[[ Supplied records, beginning ]]
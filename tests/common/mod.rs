#![allow(dead_code)]

use std::sync::{Arc, Mutex};
use std::time::Duration;

use axum::Router;
use axum::body::Body;
use axum::http::{HeaderMap, Method, Request, StatusCode, header};
use serde_json::{Value, json};
use tempfile::TempDir;
use tower::ServiceExt;

use snbp::auth::{PasswordHasher, SessionKeys};
use snbp::error::Result;
use snbp::notify::{Notifier, SelectionEmail};
use snbp::server::{AppState, create_router};
use snbp::store::{SqliteStore, Store};
use snbp::types::Role;

pub const PASSWORD: &str = "rahasia123";
pub const PUBLIC_URL: &str = "https://snbp.sekolah.test";

/// Keeps every message it is asked to send.
#[derive(Default)]
pub struct RecordingNotifier {
    sent: Mutex<Vec<SelectionEmail>>,
}

impl RecordingNotifier {
    pub fn sent(&self) -> Vec<SelectionEmail> {
        self.sent.lock().unwrap().clone()
    }

    /// Dispatch is asynchronous, so poll until `count` messages arrived.
    pub async fn wait_for(&self, count: usize) -> Vec<SelectionEmail> {
        for _ in 0..100 {
            let sent = self.sent();
            if sent.len() >= count {
                return sent;
            }
            tokio::time::sleep(Duration::from_millis(20)).await;
        }
        panic!("expected {count} notification(s), got {}", self.sent().len());
    }
}

impl Notifier for RecordingNotifier {
    fn send(&self, email: &SelectionEmail) -> Result<()> {
        self.sent.lock().unwrap().push(email.clone());
        Ok(())
    }
}

pub struct TestResponse {
    pub status: StatusCode,
    pub headers: HeaderMap,
    pub text: String,
}

impl TestResponse {
    pub fn json(&self) -> Value {
        if self.text.is_empty() {
            return Value::Null;
        }
        serde_json::from_str(&self.text).unwrap_or_else(|e| panic!("invalid JSON {e}: {}", self.text))
    }
}

pub struct TestApp {
    _temp_dir: TempDir,
    pub store: Arc<SqliteStore>,
    pub notifier: Arc<RecordingNotifier>,
    router: Router,
}

impl TestApp {
    pub fn new() -> Self {
        let temp_dir = TempDir::new().expect("create temp dir");
        let store = Arc::new(SqliteStore::new(temp_dir.path().join("snbp.db")).expect("open store"));
        store.initialize().expect("initialize store");

        let notifier = Arc::new(RecordingNotifier::default());
        let sessions = SessionKeys::new("test-secret", chrono::Duration::hours(2));
        let state = AppState::new(store.clone(), sessions, notifier.clone())
            .with_public_url(Some(PUBLIC_URL.to_string()));

        Self {
            _temp_dir: temp_dir,
            store,
            notifier,
            router: create_router(Arc::new(state)),
        }
    }

    pub async fn send(
        &self,
        method: Method,
        uri: &str,
        token: Option<&str>,
        body: Option<Value>,
    ) -> TestResponse {
        let mut builder = Request::builder().method(method).uri(uri);
        if let Some(token) = token {
            builder = builder.header(header::AUTHORIZATION, format!("Bearer {token}"));
        }
        let request = match body {
            Some(body) => builder
                .header(header::CONTENT_TYPE, "application/json")
                .body(Body::from(serde_json::to_vec(&body).unwrap()))
                .unwrap(),
            None => builder.body(Body::empty()).unwrap(),
        };

        let response = self.router.clone().oneshot(request).await.unwrap();
        let status = response.status();
        let headers = response.headers().clone();
        let bytes = axum::body::to_bytes(response.into_body(), usize::MAX)
            .await
            .unwrap();

        TestResponse {
            status,
            headers,
            text: String::from_utf8(bytes.to_vec()).unwrap(),
        }
    }

    pub async fn get(&self, uri: &str, token: Option<&str>) -> (StatusCode, Value) {
        let resp = self.send(Method::GET, uri, token, None).await;
        (resp.status, resp.json())
    }

    pub async fn post(&self, uri: &str, token: Option<&str>, body: Value) -> (StatusCode, Value) {
        let resp = self.send(Method::POST, uri, token, Some(body)).await;
        (resp.status, resp.json())
    }

    pub async fn put(&self, uri: &str, token: Option<&str>, body: Value) -> (StatusCode, Value) {
        let resp = self.send(Method::PUT, uri, token, Some(body)).await;
        (resp.status, resp.json())
    }

    pub async fn patch(&self, uri: &str, token: Option<&str>, body: Value) -> (StatusCode, Value) {
        let resp = self.send(Method::PATCH, uri, token, Some(body)).await;
        (resp.status, resp.json())
    }

    pub async fn delete(&self, uri: &str, token: Option<&str>) -> (StatusCode, Value) {
        let resp = self.send(Method::DELETE, uri, token, None).await;
        (resp.status, resp.json())
    }

    pub async fn login(&self, email: &str, password: &str) -> String {
        let (status, body) = self
            .post(
                "/auth/login",
                None,
                json!({"email": email, "password": password}),
            )
            .await;
        assert_eq!(status, StatusCode::OK, "login failed: {body}");
        body["token"].as_str().expect("token").to_string()
    }

    /// Self-registers a student account and returns its token.
    pub async fn student(&self, email: &str) -> String {
        let (status, body) = self
            .post(
                "/auth/register",
                None,
                json!({"email": email, "password": PASSWORD}),
            )
            .await;
        assert_eq!(status, StatusCode::CREATED, "register failed: {body}");
        self.login(email, PASSWORD).await
    }

    /// Provisions a staff account directly in the store, the way the admin CLI does.
    pub async fn staff(&self, email: &str, role: Role) -> String {
        let hash = PasswordHasher::new().hash(PASSWORD).unwrap();
        self.store.create_user(email, &hash, role).unwrap();
        self.login(email, PASSWORD).await
    }

    pub async fn save_profile(&self, token: &str, nama: &str, tanggal_lahir: &str) {
        let (status, body) = self
            .post(
                "/profil/siswa",
                Some(token),
                json!({
                    "nama": nama,
                    "nisn": "0071234567",
                    "sekolah": "SMA Negeri 1 Bandung",
                    "tanggalLahir": tanggal_lahir,
                    "kabupaten": "Kota Bandung",
                    "provinsi": "Jawa Barat",
                }),
            )
            .await;
        assert_eq!(status, StatusCode::OK, "save profile failed: {body}");
    }

    pub async fn add_grade(&self, token: &str, semester: i64, subject: &str, score: f64) -> i64 {
        let (status, body) = self
            .post(
                "/profil/nilai",
                Some(token),
                json!({"semester": semester, "mataPelajaran": subject, "nilai": score}),
            )
            .await;
        assert_eq!(status, StatusCode::CREATED, "add grade failed: {body}");
        body["data"]["id"].as_i64().unwrap()
    }

    pub async fn register_programs(
        &self,
        token: &str,
        prodi1: &str,
        prodi2: Option<&str>,
    ) -> Value {
        let (status, body) = self
            .post(
                "/pendaftaran",
                Some(token),
                json!({"prodi1": prodi1, "prodi2": prodi2}),
            )
            .await;
        assert_eq!(status, StatusCode::CREATED, "registration failed: {body}");
        body["data"].clone()
    }

    pub fn user_id(&self, email: &str) -> i64 {
        self.store.get_user_by_email(email).unwrap().unwrap().id
    }
}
[[ Supplied records, end ]]
**Required action**.
All of the entries above need to be reproduced exactly.

**Response below**.
filename tests/common/mod.rs
#![allow(dead_code)]

use std::sync::{Arc, Mutex};
use std::time::Duration;

use axum::Router;
use axum::body::Body;
use axum::http::{HeaderMap, Method, Request, StatusCode, header};
use serde_json::{Value, json};
use tempfile::TempDir;
use tower::ServiceExt;

use snbp::auth::{PasswordHasher, SessionKeys};
use snbp::error::Result;
use snbp::notify::{Notifier, SelectionEmail};
use snbp::server::{AppState, create_router};
use snbp::store::{SqliteStore, Store};
use snbp::types::Role;

pub const PASSWORD: &str = "rahasia123";
pub const PUBLIC_URL: &str = "https://snbp.sekolah.test";

/// Keeps every message it is asked to send.
#[derive(Default)]
pub struct RecordingNotifier {
    sent: Mutex<Vec<SelectionEmail>>,
}

impl RecordingNotifier {
    pub fn sent(&self) -> Vec<SelectionEmail> {
        self.sent.lock().unwrap().clone()
    }

    /// Dispatch is asynchronous, so poll until `count` messages arrived.
    pub async fn wait_for(&self, count: usize) -> Vec<SelectionEmail> {
        for _ in 0..100 {
            let sent = self.sent();
            if sent.len() >= count {
                return sent;
            }
            tokio::time::sleep(Duration::from_millis(20)).await;
        }
        panic!("expected {count} notification(s), got {}", self.sent().len());
    }
}

impl Notifier for RecordingNotifier {
    fn send(&self, email: &SelectionEmail) -> Result<()> {
        self.sent.lock().unwrap().push(email.clone());
        Ok(())
    }
}

pub struct TestResponse {
    pub status: StatusCode,
    pub headers: HeaderMap,
    pub text: String,
}

impl TestResponse {
    pub fn json(&self) -> Value {
        if self.text.is_empty() {
            return Value::Null;
        }
        serde_json::from_str(&self.text).unwrap_or_else(|e| panic!("invalid JSON {e}: {}", self.text))
    }
}

pub struct TestApp {
    _temp_dir: TempDir,
    pub store: Arc<SqliteStore>,
    pub notifier: Arc<RecordingNotifier>,
    router: Router,
}

impl TestApp {
    pub fn new() -> Self {
        let temp_dir = TempDir::new().expect("create temp dir");
        let store = Arc::new(SqliteStore::new(temp_dir.path().join("snbp.db")).expect("open store"));
        store.initialize().expect("initialize store");

        let notifier = Arc::new(RecordingNotifier::default());
        let sessions = SessionKeys::new("test-secret", chrono::Duration::hours(2));
        let state = AppState::new(store.clone(), sessions, notifier.clone())
            .with_public_url(Some(PUBLIC_URL.to_string()));

        Self {
            _temp_dir: temp_dir,
            store,
            notifier,
            router: create_router(Arc::new(state)),
        }
    }

    pub async fn send(
        &self,
        method: Method,
        uri: &str,
        token: Option<&str>,
        body: Option<Value>,
    ) -> TestResponse {
        let mut builder = Request::builder().method(method).uri(uri);
        if let Some(token) = token {
            builder = builder.header(header::AUTHORIZATION, format!("Bearer {token}"));
        }
        let request = match body {
            Some(body) => builder
                .header(header::CONTENT_TYPE, "application/json")
                .body(Body::from(serde_json::to_vec(&body).unwrap()))
                .unwrap(),
            None => builder.body(Body::empty()).unwrap(),
        };

        let response = self.router.clone().oneshot(request).await.unwrap();
        let status = response.status();
        let headers = response.headers().clone();
        let bytes = axum::body::to_bytes(response.into_body(), usize::MAX)
            .await
            .unwrap();

        TestResponse {
            status,
            headers,
            text: String::from_utf8(bytes.to_vec()).unwrap(),
        }
    }

    pub async fn get(&self, uri: &str, token: Option<&str>) -> (StatusCode, Value) {
        let resp = self.send(Method::GET, uri, token, None).await;
        (resp.status, resp.json())
    }

    pub async fn post(&self, uri: &str, token: Option<&str>, body: Value) -> (StatusCode, Value) {
        let resp = self.send(Method::POST, uri, token, Some(body)).await;
        (resp.status, resp.json())
    }

    pub async fn put(&self, uri: &str, token: Option<&str>, body: Value) -> (StatusCode, Value) {
        let resp = self.send(Method::PUT, uri, token, Some(body)).await;
        (resp.status, resp.json())
    }

    pub async fn patch(&self, uri: &str, token: Option<&str>, body: Value) -> (StatusCode, Value) {
        let resp = self.send(Method::PATCH, uri, token, Some(body)).await;
        (resp.status, resp.json())
    }

    pub async fn delete(&self, uri: &str, token: Option<&str>) -> (StatusCode, Value) {
        let resp = self.send(Method::DELETE, uri, token, None).await;
        (resp.status, resp.json())
    }

    pub async fn login(&self, email: &str, password: &str) -> String {
        let (status, body) = self
            .post(
                "/auth/login",
                None,
                json!({"email": email, "password": password}),
            )
            .await;
        assert_eq!(status, StatusCode::OK, "login failed: {body}");
        body["token"].as_str().expect("token").to_string()
    }

    /// Self-registers a student account and returns its token.
    pub async fn student(&self, email: &str) -> String {
        let (status, body) = self
            .post(
                "/auth/register",
                None,
                json!({"email": email, "password": PASSWORD}),
            )
            .await;
        assert_eq!(status, StatusCode::CREATED, "register failed: {body}");
        self.login(email, PASSWORD).await
    }

    /// Provisions a staff account directly in the store, the way the admin CLI does.
    pub async fn staff(&self, email: &str, role: Role) -> String {
        let hash = PasswordHasher::new().hash(PASSWORD).unwrap();
        self.store.create_user(email, &hash, role).unwrap();
        self.login(email, PASSWORD).await
    }

    pub async fn save_profile(&self, token: &str, nama: &str, tanggal_lahir: &str) {
        let (status, body) = self
            .post(
                "/profil/siswa",
                Some(token),
                json!({
                    "nama": nama,
                    "nisn": "0071234567",
                    "sekolah": "SMA Negeri 1 Bandung",
                    "tanggalLahir": tanggal_lahir,
                    "kabupaten": "Kota Bandung",
                    "provinsi": "Jawa Barat",
                }),
            )
            .await;
        assert_eq!(status, StatusCode::OK, "save profile failed: {body}");
    }

    pub async fn add_grade(&self, token: &str, semester: i64, subject: &str, score: f64) -> i64 {
        let (status, body) = self
            .post(
                "/profil/nilai",
                Some(token),
                json!({"semester": semester, "mataPelajaran": subject, "nilai": score}),
            )
            .await;
        assert_eq!(status, StatusCode::CREATED, "add grade failed: {body}");
        body["data"]["id"].as_i64().unwrap()
    }

    pub async fn register_programs(
        &self,
        token: &str,
        prodi1: &str,
        prodi2: Option<&str>,
    ) -> Value {
        let (status, body) = self
            .post(
                "/pendaftaran",
                Some(token),
                json!({"prodi1": prodi1, "prodi2": prodi2}),
            )
            .await;
        assert_eq!(status, StatusCode::CREATED, "registration failed: {body}");
        body["data"].clone()
    }

    pub fn user_id(&self, email: &str) -> i64 {
        self.store.get_user_by_email(email).unwrap().unwrap().id
    }
}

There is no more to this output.